ブラジルサッカー便り 

2014年よりブラジル、サンパウロ在住、サッカー大好きです。

ブラジル大統領選に関して思うこと。

 去る7日にブラジル大統領選挙が行われた。ブラジルでは一回目の投票でだれも過半数を取れなかったら、上位2人の決選投票となる。7日の投票で1位になったのは、日本のメディアで「極右候補」と紹介されているボウソナーロ氏(得票46%)で、2位は「左派」とくくられるハダジ氏(同29%)だ。

 28日にこの2人の間で決選投票が行われるのだが、僕は60%対40%くらいの得票率の差でボウソナーロ氏が当選するのではないかと予想する。

 ブラジルに暮らして4年4か月の僕には、「国民の間に溜まっている、大きなフラストレーションがこの選挙で爆発した」という印象だ。

 2000年一桁年代に好況を経験し、2014年W杯招致も、2016年リオ五輪招致も決定。2008年のリーマンショックの影響からもいち早く抜けたと言われるブラジルは、2010年代の初めまでイケイケだった。

 それが、W杯の行われた2014年から長期不況に突入した。統計上はリオ五輪の行われた2016年末で不況は終了し、「17、18年にかけてまた経済も復活する」と期待されていたのが、一向にその兆しは見えず、なにより失業率が高いままだ。

 そんな中、政治家は右派も左派も汚職三昧。治安、医療、教育の問題もなかなか改善せず、「これまで政治の世界で主役をはっていた勢力は全然ダメ。じゃあいっそのこと、、、」という不満の票を根こそぎもっていったのがボウソナーロ氏ではないか。

 ボウソナーロ氏は軍出身で、とてもここで書くに堪えないような、女性蔑視、同性愛蔑視発言、軍政復古支持発言を繰り返しており、太平の世ならとても政治の表舞台に立つような人物ではない。(「ブラジルのトランプ」と評される理由だ)

  ただ、「ボウソナーロだけは絶対ダメ!」な人々は、「あいつが大統領なんかになったら、とんでもないことになる。あいつに投票する奴はファシスト。民主主義の危機」なんて物言いをするが、それはちょっと大げさじゃないかと思う。
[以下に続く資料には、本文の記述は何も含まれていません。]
//! Catalog watching and configuration publishing.
//!
//! # Responsibilities
//! - Long-poll the service listing and diff it against the previous one
//! - Run one instance watch per listed service, stopped when it disappears
//! - Keep the latest snapshot of every watched service
//! - Rebuild and publish the routing configuration when it changes
//!
//! # Data Flow
//! ```text
//! catalog loop (single writer of WatchState)
//!     services(index) → watch_state → changed_service_keys
//!     → added:   insert snapshot, spawn service watch (child token)
//!     → removed: cancel token, drop snapshot
//!     → rebuild signal
//!
//! service watch (one task per service)
//!     service_instances(name, index) → snapshot.instances → rebuild signal
//!
//! publisher
//!     rebuild signal → snapshot copy → build_config
//!     → compare with last published → ConfigMessage
//! ```
//!
//! # Design Decisions
//! - Rebuild signals coalesce; one build covers any number of updates
//! - Cancelling a watch drops its in-flight query
//! - Registry errors back off and retry; they never end a watch

use std::collections::HashMap;
use std::sync::Arc;

use arc_swap::ArcSwap;
use dashmap::DashMap;
use tokio::sync::{mpsc, Notify};
use tokio::task::JoinHandle;
use tokio_util::sync::CancellationToken;

use crate::config::CatalogConfig;
use crate::observability::metrics;
use crate::provider::diff::{self, WatchState};
use crate::provider::template::TemplateError;
use crate::provider::{CatalogProvider, ConfigMessage};
use crate::registry::{CatalogClient, Indexed, RegistryError, ServiceInstance, ServiceRecord};
use crate::resilience::backoff::Backoff;
use crate::routing::RoutingConfig;

/// Retry timing for failed registry queries.
#[derive(Debug, Clone, Copy, PartialEq, Eq)]
pub struct RetryPolicy {
    pub base_delay_ms: u64,
    pub max_delay_ms: u64,
}

impl Default for RetryPolicy {
    fn default() -> Self {
        Self {
            base_delay_ms: 500,
            max_delay_ms: 30_000,
        }
    }
}

impl RetryPolicy {
    fn backoff(&self) -> Backoff {
        Backoff::new(self.base_delay_ms, self.max_delay_ms)
    }
}

/// Handle for replacing provider settings while the watcher runs.
#[derive(Clone)]
pub struct ProviderHandle {
    provider: Arc<ArcSwap<CatalogProvider>>,
    rebuild: Arc<Notify>,
}

impl ProviderHandle {
    /// Compile `config` and swap it in. The current settings stay in place
    /// when the default rule does not compile.
    pub fn reload(&self, config: &CatalogConfig) -> Result<(), TemplateError> {
        let provider = CatalogProvider::new(config)?;
        self.provider.store(Arc::new(provider));
        tracing::info!(domain = %config.domain, prefix = %config.prefix, "Catalog settings reloaded");
        self.rebuild.notify_one();
        Ok(())
    }

    pub fn current(&self) -> Arc<CatalogProvider> {
        self.provider.load_full()
    }
}

/// Watches a catalog and publishes routing configuration.
pub struct CatalogWatcher<C: CatalogClient> {
    client: Arc<C>,
    provider: Arc<ArcSwap<CatalogProvider>>,
    snapshots: Arc<DashMap<String, ServiceRecord>>,
    rebuild: Arc<Notify>,
    retry: RetryPolicy,
}

impl<C: CatalogClient> CatalogWatcher<C> {
    pub fn new(client: C, provider: CatalogProvider, retry: RetryPolicy) -> Self {
        Self {
            client: Arc::new(client),
            provider: Arc::new(ArcSwap::from_pointee(provider)),
            snapshots: Arc::new(DashMap::new()),
            rebuild: Arc::new(Notify::new()),
            retry,
        }
    }

    pub fn provider_handle(&self) -> ProviderHandle {
        ProviderHandle {
            provider: self.provider.clone(),
            rebuild: self.rebuild.clone(),
        }
    }

    /// Run until `token` is cancelled or the receiving side of `updates` closes.
    pub async fn run(self, token: CancellationToken, updates: mpsc::Sender<ConfigMessage>) {
        let publisher = Publisher {
            provider: self.provider.clone(),
            snapshots: self.snapshots.clone(),
            rebuild: self.rebuild.clone(),
            updates,
        };
        // The publisher stopping (receiver gone) ends the catalog loop too.
        let publisher_token = token.clone();
        let publisher = tokio::spawn(async move {
            publisher.run(&publisher_token).await;
            publisher_token.cancel();
        });

        self.watch_catalog(&token).await;

        if let Err(e) = publisher.await {
            tracing::error!(error = %e, "Publisher task failed");
        }
        tracing::info!("Catalog watcher stopped");
    }

    async fn watch_catalog(&self, token: &CancellationToken) {
        let mut state = WatchState::new();
        let mut watches: HashMap<String, (CancellationToken, JoinHandle<()>)> = HashMap::new();
        let mut index = 0u64;
        let mut backoff = self.retry.backoff();
        let mut first_listing = true;

        loop {
            let result = tokio::select! {
                _ = token.cancelled() => break,
                result = self.client.services(index) => result,
            };

            let Indexed { index: next, value } = match result {
                Ok(response) => {
                    backoff.reset();
                    response
                }
                Err(e) => {
                    if !retry_after_error(token, &mut backoff, &e, None).await {
                        break;
                    }
                    continue;
                }
            };
            index = next_index(index, next);

            let current = diff::watch_state(&value);
            let (added, removed) = diff::changed_service_keys(&current, &state);
            // The first listing always publishes, even when the catalog is empty.
            let mut changed = first_listing || !added.is_empty() || !removed.is_empty();
            first_listing = false;

            for name in &removed {
                if let Some((service_token, _)) = watches.remove(name) {
                    service_token.cancel();
                }
                self.snapshots.remove(name);
                tracing::info!(service = %name, "Service removed from catalog");
            }

            for (name, service) in &current {
                if added.contains(name) {
                    continue;
                }
                let attributes_changed = state.get(name).is_some_and(|previous| previous.tags != service.tags);
                if attributes_changed {
                    if let Some(mut record) = self.snapshots.get_mut(name) {
                        record.attributes = service.tags.clone();
                    }
                    changed = true;
                }
            }

            for name in &added {
                let attributes = current.get(name).map(|s| s.tags.clone()).unwrap_or_default();
                self.snapshots.insert(
                    name.clone(),
                    ServiceRecord {
                        name: name.clone(),
                        attributes,
                        instances: Vec::new(),
                    },
                );
                let service_token = token.child_token();
                let handle = tokio::spawn(watch_service(
                    self.client.clone(),
                    name.clone(),
                    self.snapshots.clone(),
                    self.rebuild.clone(),
                    service_token.clone(),
                    self.retry,
                ));
                watches.insert(name.clone(), (service_token, handle));
                tracing::info!(service = %name, "Service added to catalog");
            }

            state = current;
            metrics::record_watched_services(watches.len());

            if changed {
                self.rebuild.notify_one();
            }
        }

        for (_, (service_token, handle)) in watches.drain() {
            service_token.cancel();
            let _ = handle.await;
        }
        metrics::record_watched_services(0);
    }
}

/// Sleep out the backoff delay. Returns `false` if cancelled meanwhile.
async fn retry_after_error(
    token: &CancellationToken,
    backoff: &mut Backoff,
    error: &RegistryError,
    service: Option<&str>,
) -> bool {
    metrics::record_registry_error(error.kind());
    let delay = backoff.next_delay();
    tracing::warn!(
        service = service.unwrap_or("<catalog>"),
        error = %error,
        attempt = backoff.attempt(),
        delay_ms = delay.as_millis() as u64,
        "Registry query failed, retrying"
    );
    tokio::select! {
        _ = token.cancelled() => false,
        _ = tokio::time::sleep(delay) => true,
    }
}

async fn watch_service<C: CatalogClient>(
    client: Arc<C>,
    name: String,
    snapshots: Arc<DashMap<String, ServiceRecord>>,
    rebuild: Arc<Notify>,
    token: CancellationToken,
    retry: RetryPolicy,
) {
    let mut index = 0u64;
    let mut backoff = retry.backoff();
    let mut last: Option<Vec<ServiceInstance>> = None;

    loop {
        let result = tokio::select! {
            _ = token.cancelled() => break,
            result = client.service_instances(&name, index) => result,
        };

        let Indexed { index: next, value } = match result {
            Ok(response) => {
                backoff.reset();
                response
            }
            Err(e) => {
                if !retry_after_error(&token, &mut backoff, &e, Some(&name)).await {
                    break;
                }
                continue;
            }
        };
        index = next_index(index, next);

        if last.as_ref() == Some(&value) || token.is_cancelled() {
            continue;
        }

        let updated = match snapshots.get_mut(&name) {
            Some(mut record) => {
                record.instances = value.clone();
                true
            }
            None => false,
        };
        if updated {
            tracing::debug!(service = %name, instances = value.len(), "Service instances changed");
            last = Some(value);
            rebuild.notify_one();
        }
    }

    tracing::debug!(service = %name, "Service watch stopped");
}

/// Index for the next blocking query. An index that moved backwards means
/// the registry's state was reset, so the next query starts over.
pub fn next_index(previous: u64, reported: u64) -> u64 {
    if reported < previous {
        0
    } else {
        reported
    }
}

/// Copy the current snapshots, ordered by service name.
pub fn collect_snapshot(snapshots: &DashMap<String, ServiceRecord>) -> Vec<ServiceRecord> {
    let mut services: Vec<ServiceRecord> = snapshots.iter().map(|entry| entry.value().clone()).collect();
    services.sort_by(|a, b| a.name.cmp(&b.name));
    services
}

struct Publisher {
    provider: Arc<ArcSwap<CatalogProvider>>,
    snapshots: Arc<DashMap<String, ServiceRecord>>,
    rebuild: Arc<Notify>,
    updates: mpsc::Sender<ConfigMessage>,
}

impl Publisher {
    async fn run(self, token: &CancellationToken) {
        let mut last: Option<RoutingConfig> = None;

        loop {
            tokio::select! {
                _ = token.cancelled() => break,
                _ = self.rebuild.notified() => {}
            }

            let services = collect_snapshot(&self.snapshots);
            let configuration = self.provider.load().build_config(&services);

            if last.as_ref() == Some(&configuration) {
                tracing::debug!("Configuration unchanged, not publishing");
                continue;
            }

            tracing::info!(
                services = services.len(),
                frontends = configuration.frontends.len(),
                backends = configuration.backends.len(),
                "Publishing configuration"
            );
            last = Some(configuration.clone());

            if self.updates.send(ConfigMessage::new(configuration)).await.is_err() {
                tracing::warn!("Configuration receiver closed, stopping publisher");
                break;
            }
            metrics::record_publish();
        }
    }
}

#[cfg(test)]
mod tests {
    use super::*;

    #[test]
    fn test_next_index() {
        assert_eq!(next_index(0, 7), 7);
        assert_eq!(next_index(7, 7), 7);
        assert_eq!(next_index(7, 9), 9);
        assert_eq!(next_index(9, 3), 0);
    }

    #[test]
    fn test_collect_snapshot_is_sorted() {
        let snapshots = DashMap::new();
        for name in ["web", "api", "db"] {
            snapshots.insert(
                name.to_string(),
                ServiceRecord {
                    name: name.to_string(),
                    attributes: Vec::new(),
                    instances: vec![ServiceInstance {
                        service: name.to_string(),
                        ..Default::default()
                    }],
                },
            );
        }

        let names: Vec<String> = collect_snapshot(&snapshots).into_iter().map(|s| s.name).collect();
        assert_eq!(names, vec!["api", "db", "web"]);
    }

    #[test]
    fn test_provider_handle_keeps_settings_on_bad_rule() {
        let watcher = CatalogWatcher::new(NoCatalog, CatalogProvider::new(&CatalogConfig::default()).unwrap(), RetryPolicy::default());
        let handle = watcher.provider_handle();

        let broken = CatalogConfig {
            frontend_rule: "Host:{{.ServiceName".into(),
            ..Default::default()
        };
        assert!(handle.reload(&broken).is_err());
        assert_eq!(handle.current().rules().domain(), "localhost");

        let updated = CatalogConfig {
            domain: "example.org".into(),
            ..Default::default()
        };
        handle.reload(&updated).unwrap();
        assert_eq!(handle.current().rules().domain(), "example.org");
    }

    struct NoCatalog;

    #[async_trait::async_trait]
    impl CatalogClient for NoCatalog {
        async fn services(&self, _index: u64) -> crate::registry::RegistryResult<Indexed<HashMap<String, Vec<String>>>> {
            Err(RegistryError::Decode("empty".into()))
        }

        async fn service_instances(
            &self,
            _service: &str,
            _index: u64,
        ) -> crate::registry::RegistryResult<Indexed<Vec<ServiceInstance>>> {
            Err(RegistryError::Decode("empty".into()))
        }
    }
}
 僕の周りに「俺っち、絶対ボウソナーロ。あいつなら同姓愛のオカ〇野郎共を淘汰してくれる」なんて言ってボウソナーロ氏を支持しているオオバカモノは1人しかいない。(いや、悲しいことに1人いるんだ。知り合いに)

 ほとんどの人は「『1400万人もの失業』を何とかしてくれ。(対抗馬の)ハダジじゃだめだ。あいつは左派のバラマキ政策の労働者党。労働者党が今の不況を招いたんだ。汚職も酷いし。だいたいハダジが自分の副大統領に指名しているのは共産党員だぞ。ボウソナーロが人格的にダメなのは分かっているけど、背に腹は代えられない。ボウソナーロが当選したからって、いくらなんでも翌日から軍事独裁復活、反対勢力拷問しまくり、女性差別、同性愛差別しまくりになるじゃないだろ」って、ボウソナーロ氏を支持している。

 こうした傾向は世界中で起きている。これまでの人生の必勝パターンが崩れて、途方に暮れている人々が不満をため込み、既存の政治勢力にアッカンベーして、「いっそ破壊者にたくそう」と思ってしまうのだ。ブラジルは少し前の時代がイケイケだったし、日本よりもずっと快楽主義、物質主義、消費主義的な人が多く、イケイケムードがコケた反動は大きい。

 ただし僕は、ボウソナーロ氏が大統領になっても、景気はよくならず失業率も改善しないと予想している。人々が「景気」というとき、それは要するに「自分の所得」のことだ。だいたい今の世の中、個人の所得を上げるために政府ができることってあるのだろうか?逆に個人の所得が増えないとき、その理由、責任が政府にあると言えるのだろうか?

 激薬ボウソナーロでダメだった場合、今よりさらに、ギスギスすさみきった社会だけが残った場合、有権者たちはどんな反応を示すのだろうか?と心配だが、選挙権のない僕にはどうすることもできないし、ブラジルのことはブラジル人が決めるべきだろう。選挙結果に良いも悪いもなく、ただそれが民意であるというだけのこと。18日後の決選投票の行方を見守りたい。